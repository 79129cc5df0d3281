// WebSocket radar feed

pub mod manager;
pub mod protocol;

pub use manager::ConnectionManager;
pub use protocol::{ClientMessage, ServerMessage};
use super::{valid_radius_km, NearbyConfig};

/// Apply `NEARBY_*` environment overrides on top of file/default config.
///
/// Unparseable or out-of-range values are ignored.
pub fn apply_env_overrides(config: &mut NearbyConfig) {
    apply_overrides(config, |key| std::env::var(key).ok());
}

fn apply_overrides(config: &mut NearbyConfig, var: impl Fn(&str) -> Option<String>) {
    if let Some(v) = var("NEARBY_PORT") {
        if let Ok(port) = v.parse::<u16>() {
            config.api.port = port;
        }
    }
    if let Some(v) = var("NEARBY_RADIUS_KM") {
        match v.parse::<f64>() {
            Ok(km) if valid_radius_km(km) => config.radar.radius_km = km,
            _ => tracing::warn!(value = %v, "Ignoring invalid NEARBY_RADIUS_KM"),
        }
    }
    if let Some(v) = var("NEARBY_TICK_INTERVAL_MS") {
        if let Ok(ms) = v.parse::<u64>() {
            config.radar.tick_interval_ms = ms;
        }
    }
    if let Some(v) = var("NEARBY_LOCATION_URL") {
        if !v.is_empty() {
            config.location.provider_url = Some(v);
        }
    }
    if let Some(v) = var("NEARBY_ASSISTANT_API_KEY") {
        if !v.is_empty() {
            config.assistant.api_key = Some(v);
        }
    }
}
----------
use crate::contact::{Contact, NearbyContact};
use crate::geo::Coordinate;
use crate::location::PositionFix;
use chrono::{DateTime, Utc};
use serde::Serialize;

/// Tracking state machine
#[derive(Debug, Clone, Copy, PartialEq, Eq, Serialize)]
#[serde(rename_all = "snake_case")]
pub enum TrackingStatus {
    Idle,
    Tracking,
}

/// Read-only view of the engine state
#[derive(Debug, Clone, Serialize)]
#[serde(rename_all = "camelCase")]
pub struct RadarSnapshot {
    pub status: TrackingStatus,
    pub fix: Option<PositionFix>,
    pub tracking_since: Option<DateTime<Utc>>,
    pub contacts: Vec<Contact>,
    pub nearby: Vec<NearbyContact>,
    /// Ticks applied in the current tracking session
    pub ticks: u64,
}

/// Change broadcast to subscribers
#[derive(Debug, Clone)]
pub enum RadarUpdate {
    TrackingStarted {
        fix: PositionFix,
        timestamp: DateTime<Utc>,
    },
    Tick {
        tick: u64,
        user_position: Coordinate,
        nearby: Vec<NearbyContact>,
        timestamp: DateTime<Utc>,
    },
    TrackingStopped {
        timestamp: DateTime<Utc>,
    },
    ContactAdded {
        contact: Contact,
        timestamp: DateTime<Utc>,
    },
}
----------
*Exercise prompt*. Within the material above, how many lines include the string "Coordinate"? Give only the number.

*Task answer*. 2